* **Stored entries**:
+--
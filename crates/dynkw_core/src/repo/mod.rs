//! Store-backed data access.
//!
//! # Responsibility
//! - Keep SQL details behind repository contracts.
//!
//! # Invariants
//! - Repository reads return semantic errors (`NotFound`, `InvalidData`) in
//!   addition to store transport errors.

pub mod metadata_repo;
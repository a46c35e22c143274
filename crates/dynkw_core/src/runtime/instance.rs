//! Per-invocation keyword state.

use crate::model::spec::KeywordSpec;
use crate::model::value::Value;
use std::collections::BTreeMap;
use std::sync::Arc;

/// One executing invocation of a keyword with its bound values.
#[derive(Debug, Clone)]
pub struct KeywordInstance {
    keyword: Arc<KeywordSpec>,
    parameter_set: String,
    parameters: BTreeMap<String, Value>,
    properties: BTreeMap<String, Value>,
}

impl KeywordInstance {
    pub fn new(keyword: Arc<KeywordSpec>, parameter_set: impl Into<String>) -> Self {
        Self {
            keyword,
            parameter_set: parameter_set.into(),
            parameters: BTreeMap::new(),
            properties: BTreeMap::new(),
        }
    }

    pub fn keyword(&self) -> &Arc<KeywordSpec> {
        &self.keyword
    }

    pub fn name(&self) -> &str {
        &self.keyword.name
    }

    pub fn parameter_set(&self) -> &str {
        &self.parameter_set
    }

    /// Parameter value by name (case-insensitive).
    pub fn parameter(&self, name: &str) -> Option<&Value> {
        lookup(&self.parameters, name)
    }

    /// Property value by name (case-insensitive).
    pub fn property(&self, name: &str) -> Option<&Value> {
        lookup(&self.properties, name)
    }

    pub fn parameters(&self) -> &BTreeMap<String, Value> {
        &self.parameters
    }

    pub fn properties(&self) -> &BTreeMap<String, Value> {
        &self.properties
    }

    pub(crate) fn set_parameter(&mut self, name: impl Into<String>, value: Value) {
        self.parameters.insert(name.into(), value);
    }

    /// Applies already-validated property values in one step.
    pub(crate) fn assign_properties(&mut self, values: Vec<(String, Value)>) {
        self.properties.extend(values);
    }
}

fn lookup<'a>(values: &'a BTreeMap<String, Value>, name: &str) -> Option<&'a Value> {
    values.get(name).or_else(|| {
        values
            .iter()
            .find(|(key, _)| key.eq_ignore_ascii_case(name))
            .map(|(_, value)| value)
    })
}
+--
Reproduce the data above in full. Leave nothing out.

* **EXPECTED OUTPUT**:
filename crates/dynkw_core/src/repo/mod.rs
//! Store-backed data access.
//!
//! # Responsibility
//! - Keep SQL details behind repository contracts.
//!
//! # Invariants
//! - Repository reads return semantic errors (`NotFound`, `InvalidData`) in
//!   addition to store transport errors.

pub mod metadata_repo;
repository a46c35e22c143274
filename crates/dynkw_core/src/runtime/instance.rs
//! Per-invocation keyword state.

use crate::model::spec::KeywordSpec;
use crate::model::value::Value;
use std::collections::BTreeMap;
use std::sync::Arc;

/// One executing invocation of a keyword with its bound values.
#[derive(Debug, Clone)]
pub struct KeywordInstance {
    keyword: Arc<KeywordSpec>,
    parameter_set: String,
    parameters: BTreeMap<String, Value>,
    properties: BTreeMap<String, Value>,
}

impl KeywordInstance {
    pub fn new(keyword: Arc<KeywordSpec>, parameter_set: impl Into<String>) -> Self {
        Self {
            keyword,
            parameter_set: parameter_set.into(),
            parameters: BTreeMap::new(),
            properties: BTreeMap::new(),
        }
    }

    pub fn keyword(&self) -> &Arc<KeywordSpec> {
        &self.keyword
    }

    pub fn name(&self) -> &str {
        &self.keyword.name
    }

    pub fn parameter_set(&self) -> &str {
        &self.parameter_set
    }

    /// Parameter value by name (case-insensitive).
    pub fn parameter(&self, name: &str) -> Option<&Value> {
        lookup(&self.parameters, name)
    }

    /// Property value by name (case-insensitive).
    pub fn property(&self, name: &str) -> Option<&Value> {
        lookup(&self.properties, name)
    }

    pub fn parameters(&self) -> &BTreeMap<String, Value> {
        &self.parameters
    }

    pub fn properties(&self) -> &BTreeMap<String, Value> {
        &self.properties
    }

    pub(crate) fn set_parameter(&mut self, name: impl Into<String>, value: Value) {
        self.parameters.insert(name.into(), value);
    }

    /// Applies already-validated property values in one step.
    pub(crate) fn assign_properties(&mut self, values: Vec<(String, Value)>) {
        self.properties.extend(values);
    }
}

fn lookup<'a>(values: &'a BTreeMap<String, Value>, name: &str) -> Option<&'a Value> {
    values.get(name).or_else(|| {
        values
            .iter()
            .find(|(key, _)| key.eq_ignore_ascii_case(name))
            .map(|(_, value)| value)
    })
}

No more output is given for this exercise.